AIM OF THE TASK: Once every line in the data that follows has been checked for the word "ChatConfig", give only the number of lines that hold it.

SUPPLIED DATA Block Start

/// Chat and liveness probe configuration
#[derive(Debug, Clone, Serialize, Deserialize)]
pub struct ChatConfig {
    /// Number of ping probes in direct-connect mode
    pub ping_count: usize,
    /// Interval between ping probes in seconds
    pub ping_interval: u64,
}

/// Identity configuration
#[derive(Debug, Clone, Default, Serialize, Deserialize)]
pub struct IdentityConfig {
    /// Key file holding the node keypair (unset = `<data dir>/p2p-chat/node.key`)
    pub key_file: Option<PathBuf>,
    /// Ignore the default key file and use a fresh identity per run
    #[serde(default)]
    pub ephemeral: bool,
}

impl IdentityConfig {
    /// Default key file location, `<data dir>/p2p-chat/node.key`
    pub fn default_key_file() -> Option<PathBuf> {
        dirs::data_dir().map(|dir| dir.join("p2p-chat").join("node.key"))
    }

    /// Key file the identity commands read and write
    pub fn key_path(&self) -> Option<PathBuf> {
        self.key_file.clone().or_else(Self::default_key_file)
    }

    /// Key file a starting node uses, if any.
    ///
    /// A configured key file is always used and created on first use. The
    /// default one is only used if it already exists and the identity is not
    /// ephemeral; otherwise the node runs with a fresh identity.
    pub fn startup_key_file(&self) -> Option<PathBuf> {
        if self.key_file.is_some() {
            return self.key_file.clone();
        }
        if self.ephemeral {
            return None;
        }
        Self::default_key_file().filter(|path| path.exists())
    }
}

/// Logging configuration
#[derive(Debug, Clone, Serialize, Deserialize)]
pub struct LoggingConfig {
    /// Log level (error, warn, info, debug, trace)
    pub level: String,
}

impl Default for NetworkConfig {
    fn default() -> Self {
        Self {
            listen_addresses: vec![crate::defaults::DEFAULT_LISTEN_ADDRESS.to_string()],
            connect_timeout: crate::defaults::DEFAULT_CONNECT_TIMEOUT,
            idle_connection_timeout: 60,
        }
    }
}

impl Default for DiscoveryConfig {
    fn default() -> Self {
        Self {
            topic: crate::defaults::DEFAULT_TOPIC.to_string(),
            enable_dht: true,
            enable_mdns: true,
            bootstrap_nodes: Vec::new(),
            bootstrap_timeout: crate::defaults::DEFAULT_BOOTSTRAP_TIMEOUT,
            settle_delay_ms: 1000,
            rediscovery_interval: 30,
            provider_publication_interval: 12 * 60 * 60,
            queue_capacity: 16,
            overflow_policy: OverflowPolicy::DropOldest,
        }
    }
}

impl Default for ChatConfig {
    fn default() -> Self {
        Self {
            ping_count: crate::defaults::DEFAULT_PING_COUNT,
            ping_interval: 1,
        }
    }
}

impl Default for LoggingConfig {
    fn default() -> Self {
        Self {
            level: "info".to_string(),
        }
    }
}

impl NetworkConfig {
    /// Connect timeout as a [`Duration`]
    pub fn connect_timeout(&self) -> Duration {
        Duration::from_secs(self.connect_timeout)
    }
}

impl DiscoveryConfig {
    /// Bootstrap timeout as a [`Duration`]
    pub fn bootstrap_timeout(&self) -> Duration {
        Duration::from_secs(self.bootstrap_timeout)
    }

    /// Settle delay as a [`Duration`]
    pub fn settle_delay(&self) -> Duration {
        Duration::from_millis(self.settle_delay_ms)
    }

    /// Rediscovery interval as a [`Duration`]
    pub fn rediscovery_interval(&self) -> Duration {
        Duration::from_secs(self.rediscovery_interval)
    }
}

impl NodeConfig {
    /// Load configuration from a TOML file
    ///
    /// # Errors
    ///
    /// Returns error if file cannot be read, parsed or validated
    pub fn from_file<P: AsRef<Path>>(path: P) -> Result<Self> {
        let path = path.as_ref();
        let content = std::fs::read_to_string(path).map_err(|_| ConfigError::FileNotFound {
            path: path.display().to_string(),
        })?;

        let config: Self = toml::from_str(&content).map_err(ConfigError::from)?;
        config.validate()?;
        Ok(config)
    }

    /// Load configuration with multiple sources (default, file, environment)
    ///
    /// An explicit `config_file` must exist. Without one, `./p2p-chat.toml`
    /// and then `<config dir>/p2p-chat/p2p-chat.toml` are tried.
    pub fn load(config_file: Option<&Path>) -> Result<Self> {
        let mut config = Self::default();

        if let Some(path) = config_file {
            config = config.merge(Self::from_file(path)?);
        } else {
            let default_locations = [
                PathBuf::from(DEFAULT_CONFIG_FILE),
                dirs::config_dir()
                    .unwrap_or_else(|| PathBuf::from("."))
                    .join("p2p-chat")
                    .join(DEFAULT_CONFIG_FILE),
            ];

            for location in &default_locations {
                if location.exists() {
                    config = config.merge(Self::from_file(location)?);
                    break;
                }
            }
        }

        config = config.merge_from_env()?;
        config.validate()?;

        Ok(config)
    }

    /// Save configuration to a TOML file
    pub fn save<P: AsRef<Path>>(&self, path: P) -> Result<()> {
        std::fs::write(path, self.to_toml_string()?)?;
        Ok(())
    }

    /// Merge this configuration with another, preferring values from other
    pub fn merge(mut self, other: Self) -> Self {
        // Whole-section replacement; a file always carries every section.
        self.network = other.network;
        self.discovery = other.discovery;
        self.chat = other.chat;
        self.identity = other.identity;
        self.logging = other.logging;
        self
    }

    /// Merge configuration from environment variables
    fn merge_from_env(mut self) -> Result<Self> {
        if let Ok(listen) = std::env::var(format!("{ENV_PREFIX}_NETWORK_LISTEN")) {
            self.network.listen_addresses = listen
                .split(',')
                .map(str::trim)
                .filter(|addr| !addr.is_empty())
                .map(str::to_string)
                .collect();
        }

        if let Ok(topic) = std::env::var(format!("{ENV_PREFIX}_DISCOVERY_TOPIC")) {
            self.discovery.topic = topic;
        }

        if let Ok(level) = std::env::var(format!("{ENV_PREFIX}_LOGGING_LEVEL")) {
            self.logging.level = level;
        }

        if let Ok(key_file) = std::env::var(format!("{ENV_PREFIX}_IDENTITY_KEY_FILE")) {
            self.identity.key_file = Some(PathBuf::from(key_file));
        }

        Ok(self)
    }

    /// Validate the configuration for consistency and correctness
    pub fn validate(&self) -> Result<()> {
        if self.network.listen_addresses.is_empty() {
            return Err(invalid("network.listen_addresses", "[]"));
        }

        for address in &self.network.listen_addresses {
            if address.parse::<Multiaddr>().is_err() {
                return Err(invalid("network.listen_addresses", address));
            }
        }

        if self.network.connect_timeout == 0 {
            return Err(invalid("network.connect_timeout", "0"));
        }

        if self.discovery.topic.trim().is_empty() {
            return Err(invalid("discovery.topic", &self.discovery.topic));
        }

        for seed in &self.discovery.bootstrap_nodes {
            if PeerAddress::parse(seed).is_err() {
                return Err(invalid("discovery.bootstrap_nodes", seed));
            }
        }

        if self.discovery.bootstrap_timeout == 0 {
            return Err(invalid("discovery.bootstrap_timeout", "0"));
        }

        if self.discovery.rediscovery_interval == 0 {
            return Err(invalid("discovery.rediscovery_interval", "0"));
        }

        if self.discovery.queue_capacity == 0 {
            return Err(invalid("discovery.queue_capacity", "0"));
        }

        if self.chat.ping_interval == 0 {
            return Err(invalid("chat.ping_interval", "0"));
        }

        match self.logging.level.as_str() {
            "error" | "warn" | "info" | "debug" | "trace" => {}
            _ => return Err(invalid("logging.level", &self.logging.level)),
        }

        Ok(())
    }

    /// Get the configuration as a pretty-printed TOML string
    pub fn to_toml_string(&self) -> Result<String> {
        toml::to_string_pretty(self).map_err(|e| {
            ConfigError::ParseError {
                reason: e.to_string(),
            }
            .into()
        })
    }
}

fn invalid(field: &str, value: &str) -> crate::utils::NodeError {
    ConfigError::InvalidValue {
        field: field.to_string(),
        value: value.to_string(),
    }
    .into()
}

#[cfg(test)]
mod tests {
    use super::*;
    use tempfile::NamedTempFile;

    #[test]
    fn test_default_config() {
        let config = NodeConfig::default();
        assert!(config.validate().is_ok());
        assert_eq!(config.network.listen_addresses, vec!["/ip4/0.0.0.0/tcp/0"]);
        assert_eq!(config.discovery.topic, crate::defaults::DEFAULT_TOPIC);
        assert!(config.discovery.enable_dht);
        assert!(config.discovery.enable_mdns);
        assert!(config.identity.key_file.is_none());
        assert!(!config.identity.ephemeral);
        assert_eq!(config.discovery.settle_delay(), Duration::from_secs(1));
    }

    #[test]
    fn test_identity_key_file_resolution() {
        let configured = IdentityConfig {
            key_file: Some(PathBuf::from("/tmp/node.key")),
            ephemeral: true,
        };
        assert_eq!(configured.key_path(), configured.key_file);
        assert_eq!(configured.startup_key_file(), configured.key_file);

        let ephemeral = IdentityConfig {
            key_file: None,
            ephemeral: true,
        };
        assert!(ephemeral.startup_key_file().is_none());
        assert_eq!(ephemeral.key_path(), IdentityConfig::default_key_file());
    }

    #[test]
    fn test_identity_section_without_ephemeral_parses() {
        let mut config = NodeConfig::default();
        config.identity.key_file = Some(PathBuf::from("/tmp/node.key"));
        let toml_str = config.to_toml_string().unwrap().replace("ephemeral = false\n", "");
        assert!(!toml_str.contains("ephemeral"));

        let parsed: NodeConfig = toml::from_str(&toml_str).unwrap();
        assert!(!parsed.identity.ephemeral);
        assert_eq!(parsed.identity.key_file, config.identity.key_file);
    }

    #[test]
    fn test_config_serialization() {
        let config = NodeConfig::default();
        let toml_str = config.to_toml_string().unwrap();
        assert!(toml_str.contains("listen_addresses"));
        assert!(toml_str.contains("enable_mdns"));
        assert!(toml_str.contains("overflow_policy = \"drop_oldest\""));
    }

    #[test]
    fn test_config_file_operations() {
        let mut config = NodeConfig::default();
        config.discovery.topic = "t".to_string();
        config.identity.key_file = Some(PathBuf::from("/tmp/node.key"));
        let temp_file = NamedTempFile::new().unwrap();

        config.save(temp_file.path()).unwrap();
        let loaded = NodeConfig::from_file(temp_file.path()).unwrap();

        assert_eq!(loaded.discovery.topic, "t");
        assert_eq!(loaded.identity.key_file, config.identity.key_file);
        assert_eq!(loaded.network.connect_timeout, config.network.connect_timeout);
        assert_eq!(loaded.discovery.overflow_policy, OverflowPolicy::DropOldest);
    }

    #[test]
    fn test_load_explicit_missing_file_fails() {
        let dir = tempfile::tempdir().unwrap();
        let missing = dir.path().join("absent.toml");
        assert!(NodeConfig::load(Some(&missing)).is_err());
    }

    #[test]
    fn test_config_validation() {
        let mut config = NodeConfig::default();
        assert!(config.validate().is_ok());

        config.network.listen_addresses = vec!["not a multiaddr".to_string()];
        assert!(config.validate().is_err());

        config = NodeConfig::default();
        config.discovery.topic = "  ".to_string();
        assert!(config.validate().is_err());

        config = NodeConfig::default();
        config.discovery.bootstrap_nodes = vec!["/ip4/127.0.0.1/tcp/4001".to_string()];
        assert!(config.validate().is_err(), "seed without peer id must be rejected");

        config = NodeConfig::default();
        config.discovery.queue_capacity = 0;
        assert!(config.validate().is_err());

        config = NodeConfig::default();
        config.logging.level = "invalid".to_string();
        assert!(config.validate().is_err());
    }

    #[test]
    fn test_config_merge() {
        let config1 = NodeConfig::default();
        let mut config2 = NodeConfig::default();
        config2.discovery.topic = "other".to_string();

        let merged = config1.merge(config2);
        assert_eq!(merged.discovery.topic, "other");
    }

    #[test]
    fn test_env_override() {
        std::env::set_var("P2P_CHAT_DISCOVERY_TOPIC", "from-env");
        std::env::set_var(
            "P2P_CHAT_NETWORK_LISTEN",
            "/ip4/127.0.0.1/tcp/0, /ip6/::1/tcp/0",
        );

        let config = NodeConfig::default().merge_from_env().unwrap();
        assert_eq!(config.discovery.topic, "from-env");
        assert_eq!(
            config.network.listen_addresses,
            vec!["/ip4/127.0.0.1/tcp/0", "/ip6/::1/tcp/0"]
        );

        std::env::remove_var("P2P_CHAT_DISCOVERY_TOPIC");
        std::env::remove_var("P2P_CHAT_NETWORK_LISTEN");
    }
}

SUPPLIED DATA Block End

EXPECTED ANSWER: 2